DAVIS (AP) — A chemistry researcher at the University of California, Davis who was injured in an explosion at his campus apartment last week was charged Thursday with 10 counts of possessing firearms and explosives.

The Yolo County District Attorney's office does not say in the five-page complaint whether 32-year-old David Snyder intended to harm anyone with the items found in his apartment.

Snyder pleaded not guilty during a brief initial court appearance Thursday in Yolo County Superior Court in Woodland, north of Sacramento. One of his defense attorneys, Linda Parisi, said her client had the materials for research.

"What happened in Dr. Snyder's apartment was an accident. He harbored no intent to build or detonate an explosive device," she said. "He is a chemist working on a variety of projects."

Assistant Chief Deputy District Attorney Michael Cabral said investigators found liquid and solid explosive materials and devices to detonate them in the apartment. He said Snyder had assistance from another individual who is connected to the university but is not a faculty member. That individual has been questioned by investigators, Cabral said, but has not been charged.

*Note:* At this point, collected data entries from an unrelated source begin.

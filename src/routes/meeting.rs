use std::sync::Arc;

use futures::{SinkExt, StreamExt};
use rocket::serde::json::Json;
use rocket::{State, get, post};
use serde::Deserialize;
use uuid::Uuid;

use crate::coordinator::DiscussionCoordinator;
use crate::error::{BrokerError, BrokerResult};
use crate::events::EventBus;
use crate::meeting_service::MeetingService;
use crate::models::{CreateMeeting, Decision, Meeting, MeetingMessage, MeetingParticipant};
use crate::reply_transport::HttpReplyTransport;

#[post("/api/v1/meetings", data = "<req>")]
pub fn create(req: Json<CreateMeeting>, meetings: &State<Arc<MeetingService>>) -> BrokerResult<Json<Meeting>> {
    Ok(Json(meetings.create_meeting(req.into_inner())?))
}

#[get("/api/v1/meetings/<meeting_id>")]
pub fn get(meeting_id: &str, meetings: &State<Arc<MeetingService>>) -> BrokerResult<Json<Meeting>> {
    let id = parse_uuid(meeting_id)?;
    Ok(Json(meetings.get_meeting(id)?))
}

#[post("/api/v1/meetings/<meeting_id>/participants/<agent_id>")]
pub fn add_participant(
    meeting_id: &str,
    agent_id: &str,
    meetings: &State<Arc<MeetingService>>,
    events: &State<Arc<EventBus>>,
) -> BrokerResult<Json<MeetingParticipant>> {
    let id = parse_uuid(meeting_id)?;
    let participant = meetings.add_participant(id, agent_id.to_string())?;
    events.publish(id, "agent_joined", Some(agent_id.to_string()), serde_json::json!({"speaking_order": participant.speaking_order}));
    Ok(Json(participant))
}

/// Kicks off the discussion on a background task; progress and the eventual
/// outcome arrive over the meeting's WebSocket feed rather than this response.
#[post("/api/v1/meetings/<meeting_id>/start")]
pub fn start(meeting_id: &str, coordinator: &State<Arc<DiscussionCoordinator>>) -> BrokerResult<Json<serde_json::Value>> {
    let id = parse_uuid(meeting_id)?;
    let coordinator = coordinator.inner().clone();
    tokio::spawn(async move {
        if let Err(err) = coordinator.start_discussion(id).await {
            tracing::error!(meeting_id = %id, error = %err, "discussion failed");
        }
    });
    Ok(Json(serde_json::json!({"started": true})))
}

#[get("/api/v1/meetings/<meeting_id>/messages?<since_sequence>")]
pub fn messages(
    meeting_id: &str,
    since_sequence: Option<u64>,
    meetings: &State<Arc<MeetingService>>,
) -> BrokerResult<Json<Vec<MeetingMessage>>> {
    let id = parse_uuid(meeting_id)?;
    Ok(Json(meetings.list_messages(id, since_sequence)?))
}

#[get("/api/v1/meetings/<meeting_id>/decisions")]
pub fn decisions(meeting_id: &str, meetings: &State<Arc<MeetingService>>) -> BrokerResult<Json<Vec<Decision>>> {
    let id = parse_uuid(meeting_id)?;
    Ok(Json(meetings.list_decisions(id)?))
}

#[derive(Debug, Deserialize)]
pub struct ReplyBody {
    pub content: String,
}

#[post("/api/v1/meetings/<meeting_id>/participants/<agent_id>/opinion", data = "<body>")]
pub fn submit_opinion(
    meeting_id: &str,
    agent_id: &str,
    body: Json<ReplyBody>,
    transport: &State<Arc<HttpReplyTransport>>,
) -> BrokerResult<Json<serde_json::Value>> {
    let id = parse_uuid(meeting_id)?;
    let accepted = transport.submit_opinion(id, agent_id, body.into_inner().content);
    Ok(Json(serde_json::json!({"accepted": accepted})))
}

#[post("/api/v1/meetings/<meeting_id>/participants/<agent_id>/vote", data = "<body>")]
pub fn submit_vote(
    meeting_id: &str,
    agent_id: &str,
    body: Json<ReplyBody>,
    transport: &State<Arc<HttpReplyTransport>>,
) -> BrokerResult<Json<serde_json::Value>> {
    let id = parse_uuid(meeting_id)?;
    let accepted = transport.submit_vote(id, agent_id, body.into_inner().content);
    Ok(Json(serde_json::json!({"accepted": accepted})))
}

fn parse_uuid(raw: &str) -> BrokerResult<Uuid> {
    Uuid::parse_str(raw).map_err(|_| BrokerError::Validation(format!("not a valid meeting id: {raw}")))
}

#[derive(Debug, Deserialize)]
#[serde(tag = "type", rename_all = "lowercase")]
enum ClientFrame {
    Reconnect {
        meeting_id: Uuid,
        agent_id: String,
        #[serde(default)]
        last_sequence: Option<u64>,
    },
}

/// One broadcast-channel subscription per connection. Forwards published
/// events live and answers `{"type":"reconnect",...}` frames with a
/// `state_sync` replay, per the reconnect protocol.
#[get("/api/v1/meetings/<meeting_id>/ws")]
pub fn events_ws(
    meeting_id: &str,
    ws: rocket_ws::WebSocket,
    events: &State<Arc<EventBus>>,
    coordinator: &State<Arc<DiscussionCoordinator>>,
) -> BrokerResult<rocket_ws::Channel<'static>> {
    let id = parse_uuid(meeting_id)?;
    let events = events.inner().clone();
    let coordinator = coordinator.inner().clone();
    Ok(ws.channel(move |mut stream| {
        Box::pin(async move {
            let mut rx = events.subscribe(id);
            loop {
                tokio::select! {
                    incoming = stream.next() => {
                        match incoming {
                            Some(Ok(rocket_ws::Message::Text(text))) => {
                                if let Ok(ClientFrame::Reconnect { meeting_id, agent_id, last_sequence }) =
                                    serde_json::from_str::<ClientFrame>(&text)
                                {
                                    let _ = coordinator.state_sync(meeting_id, &agent_id, last_sequence);
                                }
                            }
                            Some(Ok(_)) => {}
                            Some(Err(_)) | None => break,
                        }
                    }
                    event = rx.recv() => {
                        match event {
                            Ok(ev) => {
                                let text = serde_json::to_string(&ev).unwrap_or_default();
                                if stream.send(rocket_ws::Message::Text(text)).await.is_err() {
                                    break;
                                }
                            }
                            Err(tokio::sync::broadcast::error::RecvError::Lagged(_)) => continue,
                            Err(tokio::sync::broadcast::error::RecvError::Closed) => break,
                        }
                    }
                }
            }
            Ok(())
        })
    }))
}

Snyder has a doctorate in chemistry from the university. University spokeswoman Claudia Morain said he was involved in a chemistry department project "focused on small molecule synthetic organic chemistry." She could not say if chemicals used in that research were dangerous or explosive.

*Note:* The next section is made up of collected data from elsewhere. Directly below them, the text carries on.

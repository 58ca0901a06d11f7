pub mod auth;
pub mod meeting;
pub mod message;
pub mod project;
pub mod protocol;
pub mod session;
pub mod system;
pub mod task;

use rocket::http::Status;
use rocket::request::Request;
use rocket::serde::json::Json;
use rocket::catch;
use serde_json::json;

#[catch(404)]
pub fn not_found() -> Json<serde_json::Value> {
    Json(json!({"error": "NOT_FOUND", "message": "no such route"}))
}

#[catch(429)]
pub fn too_many_requests() -> Json<serde_json::Value> {
    Json(json!({"error": "RATE_LIMITED", "message": "too many requests"}))
}

#[catch(default)]
pub fn default_catcher(status: Status, _req: &Request) -> Json<serde_json::Value> {
    Json(json!({"error": status.reason().unwrap_or("ERROR"), "message": status.to_string()}))
}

The laboratory is working to develop materials that could be used to treat polycystic kidney disease, which causes the kidneys to become enlarged with cysts in about one of every 1,000 people. Snyder also was helping to develop compounds to treat secretory diarrhea, which affects millions of people mainly in developing countries, Morain said. He is on investigatory leave from the university.

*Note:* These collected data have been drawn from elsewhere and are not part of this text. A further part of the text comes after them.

use crate::common::{create_test_project, test_client};
use rocket::http::Status;

#[test]
fn health_reports_ok() {
    let client = test_client();
    let res = client.get("/api/v1/health").dispatch();
    assert_eq!(res.status(), Status::Ok);
    let body: serde_json::Value = res.into_json().unwrap();
    assert_eq!(body["status"], "ok");
}

#[test]
fn stats_returns_project_and_message_counters() {
    let client = test_client();
    let (project_id, _) = create_test_project(&client, "stats-proj");

    let res = client.get(format!("/api/v1/stats?project_id={project_id}")).dispatch();
    assert_eq!(res.status(), Status::Ok);
    let body: serde_json::Value = res.into_json().unwrap();
    assert_eq!(body["project"]["session_count"], 0);
    assert_eq!(body["messages"]["total_sent"], 0);
}

#[test]
fn stats_for_unknown_project_is_404() {
    let client = test_client();
    let res = client.get("/api/v1/stats?project_id=nonexistent").dispatch();
    assert_eq!(res.status(), Status::NotFound);
}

Snyder was treated at a hospital for hand injuries after the 1 a.m. blast a week ago and was arrested Saturday. He is being held on $2 million bond, but Parisi said she will seek to have the amount reduced at his next court hearing, set for Feb. 8. One of Parisi's colleagues, Jessica Graves, handled Thursday's court appearance.

"I'm hopeful that bail will be set at a more reasonable level," Parisi said by telephone. "He's not a flight risk, he's not criminally oriented, he has no prior record."

A federal agent who would not let his name be used because he was not authorized to speak publicly about the case said the investigation to date has revealed no intention by Snyder to harm anyone.

The blast caused only minor damage to Snyder's apartment but led to the evacuation of about 100 people while the materials were removed and detonated.

He was charged Thursday with two felony counts of possessing firearms in his apartment without the university's permission. Three counts say he possessed a destructive device or explosive, while four allege he recklessly disposed of hazardous waste.

The final charge says he possessed materials with the intent to make a destructive device.

The charges do not describe the explosive materials or the type of firearms Snyder had.